Try it
For every record here, output an exact copy.

----------

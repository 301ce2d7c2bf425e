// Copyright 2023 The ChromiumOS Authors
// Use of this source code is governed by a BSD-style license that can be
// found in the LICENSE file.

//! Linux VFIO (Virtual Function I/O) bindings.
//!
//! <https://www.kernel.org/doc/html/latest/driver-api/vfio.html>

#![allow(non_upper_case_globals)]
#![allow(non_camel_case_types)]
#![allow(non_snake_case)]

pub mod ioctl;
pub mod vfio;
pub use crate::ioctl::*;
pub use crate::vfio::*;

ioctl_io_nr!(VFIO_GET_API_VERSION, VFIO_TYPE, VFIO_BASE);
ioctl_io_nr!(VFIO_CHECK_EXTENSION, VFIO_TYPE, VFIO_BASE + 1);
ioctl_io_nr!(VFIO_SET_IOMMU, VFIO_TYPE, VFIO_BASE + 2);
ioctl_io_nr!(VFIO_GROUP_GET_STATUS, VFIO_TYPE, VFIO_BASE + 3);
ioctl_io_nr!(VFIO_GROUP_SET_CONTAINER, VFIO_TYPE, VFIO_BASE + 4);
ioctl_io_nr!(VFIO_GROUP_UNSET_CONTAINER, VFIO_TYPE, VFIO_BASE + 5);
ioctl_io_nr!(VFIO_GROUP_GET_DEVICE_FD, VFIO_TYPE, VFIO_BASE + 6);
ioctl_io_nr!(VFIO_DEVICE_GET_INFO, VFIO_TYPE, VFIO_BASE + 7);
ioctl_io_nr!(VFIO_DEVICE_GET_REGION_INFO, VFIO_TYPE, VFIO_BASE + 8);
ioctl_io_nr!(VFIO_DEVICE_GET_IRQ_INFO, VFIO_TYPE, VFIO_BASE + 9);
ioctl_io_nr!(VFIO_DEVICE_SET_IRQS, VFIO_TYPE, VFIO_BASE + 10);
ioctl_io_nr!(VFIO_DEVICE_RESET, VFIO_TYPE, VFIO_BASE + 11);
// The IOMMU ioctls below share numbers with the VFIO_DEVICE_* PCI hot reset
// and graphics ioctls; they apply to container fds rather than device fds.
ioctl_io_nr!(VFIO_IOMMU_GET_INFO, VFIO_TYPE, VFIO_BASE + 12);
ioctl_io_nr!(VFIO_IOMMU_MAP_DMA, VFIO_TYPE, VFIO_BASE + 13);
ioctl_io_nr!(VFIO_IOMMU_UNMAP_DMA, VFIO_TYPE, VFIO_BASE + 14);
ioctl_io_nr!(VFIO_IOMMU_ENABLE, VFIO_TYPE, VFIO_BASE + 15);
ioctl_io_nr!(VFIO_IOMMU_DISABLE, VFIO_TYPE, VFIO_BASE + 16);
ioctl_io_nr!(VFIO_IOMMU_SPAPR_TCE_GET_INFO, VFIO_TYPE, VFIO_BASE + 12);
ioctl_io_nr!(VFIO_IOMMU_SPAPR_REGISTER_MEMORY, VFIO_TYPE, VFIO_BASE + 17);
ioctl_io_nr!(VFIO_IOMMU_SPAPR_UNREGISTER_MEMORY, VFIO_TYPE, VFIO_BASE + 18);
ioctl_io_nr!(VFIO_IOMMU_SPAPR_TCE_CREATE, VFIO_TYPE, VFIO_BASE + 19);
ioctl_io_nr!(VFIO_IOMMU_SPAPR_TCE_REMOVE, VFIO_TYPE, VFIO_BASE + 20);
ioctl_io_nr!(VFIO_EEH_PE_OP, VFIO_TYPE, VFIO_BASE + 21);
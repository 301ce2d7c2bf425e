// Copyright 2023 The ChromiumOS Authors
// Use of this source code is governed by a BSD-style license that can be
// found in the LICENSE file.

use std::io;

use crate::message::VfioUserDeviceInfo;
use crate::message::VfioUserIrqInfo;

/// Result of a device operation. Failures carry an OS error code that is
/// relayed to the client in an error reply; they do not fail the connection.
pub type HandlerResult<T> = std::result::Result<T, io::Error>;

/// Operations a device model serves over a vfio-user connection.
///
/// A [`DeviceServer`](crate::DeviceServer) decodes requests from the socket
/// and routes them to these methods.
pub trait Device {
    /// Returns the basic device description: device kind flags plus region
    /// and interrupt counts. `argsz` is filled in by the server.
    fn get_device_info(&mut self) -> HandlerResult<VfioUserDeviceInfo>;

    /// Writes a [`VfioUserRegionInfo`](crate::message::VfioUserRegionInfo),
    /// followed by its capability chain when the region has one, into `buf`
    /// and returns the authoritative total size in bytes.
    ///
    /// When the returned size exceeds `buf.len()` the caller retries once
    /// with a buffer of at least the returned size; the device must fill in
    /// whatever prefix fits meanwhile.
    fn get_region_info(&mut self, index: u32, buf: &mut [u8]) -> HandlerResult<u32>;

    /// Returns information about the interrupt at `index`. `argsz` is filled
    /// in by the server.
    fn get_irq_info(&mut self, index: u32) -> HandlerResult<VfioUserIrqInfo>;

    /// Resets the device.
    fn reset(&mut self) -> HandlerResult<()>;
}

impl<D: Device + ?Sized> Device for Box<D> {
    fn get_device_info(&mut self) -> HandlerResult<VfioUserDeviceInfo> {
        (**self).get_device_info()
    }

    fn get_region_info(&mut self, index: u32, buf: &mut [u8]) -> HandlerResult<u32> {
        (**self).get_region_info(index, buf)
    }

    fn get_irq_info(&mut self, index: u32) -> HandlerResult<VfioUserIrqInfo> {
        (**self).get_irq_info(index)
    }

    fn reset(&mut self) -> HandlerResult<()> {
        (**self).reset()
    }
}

----------

Answer to this task
repository 301ce2d7c2bf425e
// Copyright 2023 The ChromiumOS Authors
// Use of this source code is governed by a BSD-style license that can be
// found in the LICENSE file.

//! Linux VFIO (Virtual Function I/O) bindings.
//!
//! <https://www.kernel.org/doc/html/latest/driver-api/vfio.html>

#![allow(non_upper_case_globals)]
#![allow(non_camel_case_types)]
#![allow(non_snake_case)]

pub mod ioctl;
pub mod vfio;
pub use crate::ioctl::*;
pub use crate::vfio::*;

ioctl_io_nr!(VFIO_GET_API_VERSION, VFIO_TYPE, VFIO_BASE);
ioctl_io_nr!(VFIO_CHECK_EXTENSION, VFIO_TYPE, VFIO_BASE + 1);
ioctl_io_nr!(VFIO_SET_IOMMU, VFIO_TYPE, VFIO_BASE + 2);
ioctl_io_nr!(VFIO_GROUP_GET_STATUS, VFIO_TYPE, VFIO_BASE + 3);
ioctl_io_nr!(VFIO_GROUP_SET_CONTAINER, VFIO_TYPE, VFIO_BASE + 4);
ioctl_io_nr!(VFIO_GROUP_UNSET_CONTAINER, VFIO_TYPE, VFIO_BASE + 5);
ioctl_io_nr!(VFIO_GROUP_GET_DEVICE_FD, VFIO_TYPE, VFIO_BASE + 6);
ioctl_io_nr!(VFIO_DEVICE_GET_INFO, VFIO_TYPE, VFIO_BASE + 7);
ioctl_io_nr!(VFIO_DEVICE_GET_REGION_INFO, VFIO_TYPE, VFIO_BASE + 8);
ioctl_io_nr!(VFIO_DEVICE_GET_IRQ_INFO, VFIO_TYPE, VFIO_BASE + 9);
ioctl_io_nr!(VFIO_DEVICE_SET_IRQS, VFIO_TYPE, VFIO_BASE + 10);
ioctl_io_nr!(VFIO_DEVICE_RESET, VFIO_TYPE, VFIO_BASE + 11);
// The IOMMU ioctls below share numbers with the VFIO_DEVICE_* PCI hot reset
// and graphics ioctls; they apply to container fds rather than device fds.
ioctl_io_nr!(VFIO_IOMMU_GET_INFO, VFIO_TYPE, VFIO_BASE + 12);
ioctl_io_nr!(VFIO_IOMMU_MAP_DMA, VFIO_TYPE, VFIO_BASE + 13);
ioctl_io_nr!(VFIO_IOMMU_UNMAP_DMA, VFIO_TYPE, VFIO_BASE + 14);
ioctl_io_nr!(VFIO_IOMMU_ENABLE, VFIO_TYPE, VFIO_BASE + 15);
ioctl_io_nr!(VFIO_IOMMU_DISABLE, VFIO_TYPE, VFIO_BASE + 16);
ioctl_io_nr!(VFIO_IOMMU_SPAPR_TCE_GET_INFO, VFIO_TYPE, VFIO_BASE + 12);
ioctl_io_nr!(VFIO_IOMMU_SPAPR_REGISTER_MEMORY, VFIO_TYPE, VFIO_BASE + 17);
ioctl_io_nr!(VFIO_IOMMU_SPAPR_UNREGISTER_MEMORY, VFIO_TYPE, VFIO_BASE + 18);
ioctl_io_nr!(VFIO_IOMMU_SPAPR_TCE_CREATE, VFIO_TYPE, VFIO_BASE + 19);
ioctl_io_nr!(VFIO_IOMMU_SPAPR_TCE_REMOVE, VFIO_TYPE, VFIO_BASE + 20);
ioctl_io_nr!(VFIO_EEH_PE_OP, VFIO_TYPE, VFIO_BASE + 21);
repository 301ce2d7c2bf425e
// Copyright 2023 The ChromiumOS Authors
// Use of this source code is governed by a BSD-style license that can be
// found in the LICENSE file.

use std::io;

use crate::message::VfioUserDeviceInfo;
use crate::message::VfioUserIrqInfo;

/// Result of a device operation. Failures carry an OS error code that is
/// relayed to the client in an error reply; they do not fail the connection.
pub type HandlerResult<T> = std::result::Result<T, io::Error>;

/// Operations a device model serves over a vfio-user connection.
///
/// A [`DeviceServer`](crate::DeviceServer) decodes requests from the socket
/// and routes them to these methods.
pub trait Device {
    /// Returns the basic device description: device kind flags plus region
    /// and interrupt counts. `argsz` is filled in by the server.
    fn get_device_info(&mut self) -> HandlerResult<VfioUserDeviceInfo>;

    /// Writes a [`VfioUserRegionInfo`](crate::message::VfioUserRegionInfo),
    /// followed by its capability chain when the region has one, into `buf`
    /// and returns the authoritative total size in bytes.
    ///
    /// When the returned size exceeds `buf.len()` the caller retries once
    /// with a buffer of at least the returned size; the device must fill in
    /// whatever prefix fits meanwhile.
    fn get_region_info(&mut self, index: u32, buf: &mut [u8]) -> HandlerResult<u32>;

    /// Returns information about the interrupt at `index`. `argsz` is filled
    /// in by the server.
    fn get_irq_info(&mut self, index: u32) -> HandlerResult<VfioUserIrqInfo>;

    /// Resets the device.
    fn reset(&mut self) -> HandlerResult<()>;
}

impl<D: Device + ?Sized> Device for Box<D> {
    fn get_device_info(&mut self) -> HandlerResult<VfioUserDeviceInfo> {
        (**self).get_device_info()
    }

    fn get_region_info(&mut self, index: u32, buf: &mut [u8]) -> HandlerResult<u32> {
        (**self).get_region_info(index, buf)
    }

    fn get_irq_info(&mut self, index: u32) -> HandlerResult<VfioUserIrqInfo> {
        (**self).get_irq_info(index)
    }

    fn reset(&mut self) -> HandlerResult<()> {
        (**self).reset()
    }
}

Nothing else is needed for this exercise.